ASSIGNMENT: In the listing below, locate the line that contains "## HTML Generation" and the line that contains "pub struct NavItem". Restate word for word those two lines and every line between them, and nothing else.

EXTRACTED RECORDS Start Marker

//! HTML page generation.
//!
//! Every [`Document`] becomes one page. Pages live one directory below their
//! markdown source, which is the extra level the link rewrite accounts for:
//!
//! ```text
//! docs/                       dist/
//! ├── README.md          →    ├── README/index.html
//! └── guide/                  └── guide/
//!     └── start.md       →        └── start/index.html
//! ```
//!
//! The article tree is serialized as-is, with two renderer-only touches
//! driven by [`ElementData`](crate::markup::ElementData): `h2`–`h6` headings
//! get slug `id`s for deep links (unless marked `no_slug`), and an `h1`
//! carrying an edit URL gets an "Edit" link appended.
//!
//! ## HTML Generation
//!
//! Uses [maud](https://maud.lambda.xyz/) for the page shell. The article
//! markup is already escaped by [`Element::to_html`] and is embedded with
//! `PreEscaped`.

use crate::config::SiteConfig;
use crate::docs::Document;
use crate::markup::{Element, MarkupNode, text_content};
use maud::{DOCTYPE, Markup, PreEscaped, html};
use rayon::prelude::*;
use std::collections::HashMap;
use std::fs;
use std::path::{Path, PathBuf};
use thiserror::Error;

#[derive(Error, Debug)]
pub enum GenerateError {
    #[error("IO error: {0}")]
    Io(#[from] std::io::Error),
}

/// A link in the site navigation.
#[derive(Debug, Clone, PartialEq)]
pub struct NavItem {
    pub title: String,
    /// Absolute URL of the page (`/guide/start/`).
    pub href: String,
}

/// Output file of a document, relative to the output root.
pub fn page_path(doc_path: &str) -> PathBuf {
    let stem = doc_path.strip_suffix(".md").unwrap_or(doc_path);
    Path::new(stem).join("index.html")
}

/// Absolute URL of a document's page.
pub fn page_url(doc_path: &str) -> String {
    let stem = doc_path.strip_suffix(".md").unwrap_or(doc_path);
    format!("/{stem}/")
}

/// Page title: the document title, or the file stem when there is none.
pub fn page_title(doc: &Document) -> String {
    doc.title.clone().unwrap_or_else(|| {
        Path::new(&doc.path)
            .file_stem()
            .map(|s| s.to_string_lossy().into_owned())
            .unwrap_or_else(|| doc.path.clone())
    })
}

pub fn nav_items(docs: &[Document]) -> Vec<NavItem> {
    docs.iter()
        .map(|doc| NavItem {
            title: page_title(doc),
            href: page_url(&doc.path),
        })
        .collect()
}

/// Write one page per document. Returns the written files.
pub fn write_pages(
    docs: &[Document],
    output_dir: &Path,
    config: &SiteConfig,
) -> Result<Vec<PathBuf>, GenerateError> {
    let nav = nav_items(docs);
    let written = docs
        .par_iter()
        .map(|doc| {
            let path = output_dir.join(page_path(&doc.path));
            if let Some(parent) = path.parent() {
                fs::create_dir_all(parent)?;
            }
            let page = render_page(doc, &nav, config);
            fs::write(&path, page.into_string())?;
            tracing::debug!("Generated {}", path.display());
            Ok(path)
        })
        .collect::<Result<Vec<_>, GenerateError>>()?;
    tracing::info!("Generated {} pages in {}", written.len(), output_dir.display());
    Ok(written)
}

/// Copy the static assets directory into the output root.
///
/// A missing assets directory copies nothing. Returns the number of files.
pub fn copy_assets(assets_dir: &Path, output_dir: &Path) -> Result<usize, GenerateError> {
    if !assets_dir.is_dir() {
        tracing::debug!("No assets at {}", assets_dir.display());
        return Ok(0);
    }
    fs::create_dir_all(output_dir)?;
    let copied = copy_dir_recursive(assets_dir, output_dir)?;
    tracing::info!("Copied {} assets from {}", copied, assets_dir.display());
    Ok(copied)
}

fn copy_dir_recursive(src: &Path, dst: &Path) -> std::io::Result<usize> {
    let mut copied = 0;
    for entry in fs::read_dir(src)? {
        let entry = entry?;
        let src_path = entry.path();
        let dst_path = dst.join(entry.file_name());

        if src_path.is_dir() {
            fs::create_dir_all(&dst_path)?;
            copied += copy_dir_recursive(&src_path, &dst_path)?;
        } else {
            fs::copy(&src_path, &dst_path)?;
            copied += 1;
        }
    }
    Ok(copied)
}

// ============================================================================
// Article finishing
// ============================================================================

/// Heading slug in the style of GitHub anchors.
pub fn slugify(text: &str) -> String {
    text.trim()
        .to_lowercase()
        .chars()
        .filter_map(|c| match c {
            ' ' => Some('-'),
            c if c.is_alphanumeric() || c == '-' || c == '_' => Some(c),
            _ => None,
        })
        .collect()
}

/// Copy of `article` with heading ids and the edit link added.
pub fn finish_article(article: &Element) -> Element {
    let mut article = article.clone();
    let mut seen = HashMap::new();
    finish_children(&mut article.children, &mut seen);
    article
}

fn finish_children(children: &mut [MarkupNode], seen: &mut HashMap<String, usize>) {
    for child in children {
        let MarkupNode::Element(element) = child else {
            continue;
        };
        if let Some(url) = element.data.edit_url.clone() {
            let link = Element::new("a", vec![MarkupNode::text("Edit")])
                .with_property("class", "edit-link")
                .with_property("href", url);
            element.children.push(MarkupNode::Element(link));
        }
        if is_sub_heading(&element.tag)
            && !element.data.no_slug
            && !element.properties.contains_key("id")
        {
            let id = unique_slug(&element.children, seen);
            element.properties.insert("id".to_string(), id);
        }
        finish_children(&mut element.children, seen);
    }
}

fn is_sub_heading(tag: &str) -> bool {
    matches!(tag, "h2" | "h3" | "h4" | "h5" | "h6")
}

fn unique_slug(children: &[MarkupNode], seen: &mut HashMap<String, usize>) -> String {
    let text: String = children.iter().map(text_content).collect();
    let base = slugify(&text);
    let count = seen.entry(base.clone()).or_insert(0);
    let slug = if *count == 0 {
        base
    } else {
        format!("{base}-{count}")
    };
    *count += 1;
    slug
}

// ============================================================================
// HTML Components
// ============================================================================

/// Renders the base HTML document structure
fn base_document(title: &str, stylesheets: &[String], script_name: &str, content: Markup) -> Markup {
    html! {
        (DOCTYPE)
        html lang="en" {
            head {
                meta charset="UTF-8";
                meta name="viewport" content="width=device-width, initial-scale=1.0";
                title { (title) }
                @for href in stylesheets {
                    link rel="stylesheet" href=(href);
                }
            }
            body {
                (content)
                script {
                    (PreEscaped(format!(
                        "if ('serviceWorker' in navigator) navigator.serviceWorker.register('/{script_name}')"
                    )))
                }
            }
        }
    }
}

/// Renders the documentation navigation, marking the current page
pub fn render_nav(items: &[NavItem], current_href: &str) -> Markup {
    html! {
        nav.docs-nav {
            ul {
                @for item in items {
                    @let is_current = item.href == current_href;
                    li class=[is_current.then_some("current")] {
                        a href=(item.href) { (item.title) }
                    }
                }
            }
        }
    }
}

/// Renders one documentation page
pub fn render_page(doc: &Document, nav: &[NavItem], config: &SiteConfig) -> Markup {
    let article = finish_article(&doc.tree);
    let content = html! {
        (render_nav(nav, &page_url(&doc.path)))
        main {
            (PreEscaped(article.to_html()))
        }
    };
    base_document(
        &page_title(doc),
        &config.stylesheets,
        &config.worker.script_name,
        content,
    )
}

// ============================================================================
// Tests
// ============================================================================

EXTRACTED RECORDS End Marker

WRITTEN RESPONSE:
//! ## HTML Generation
//!
//! Uses [maud](https://maud.lambda.xyz/) for the page shell. The article
//! markup is already escaped by [`Element::to_html`] and is embedded with
//! `PreEscaped`.

use crate::config::SiteConfig;
use crate::docs::Document;
use crate::markup::{Element, MarkupNode, text_content};
use maud::{DOCTYPE, Markup, PreEscaped, html};
use rayon::prelude::*;
use std::collections::HashMap;
use std::fs;
use std::path::{Path, PathBuf};
use thiserror::Error;

#[derive(Error, Debug)]
pub enum GenerateError {
    #[error("IO error: {0}")]
    Io(#[from] std::io::Error),
}

/// A link in the site navigation.
#[derive(Debug, Clone, PartialEq)]
pub struct NavItem {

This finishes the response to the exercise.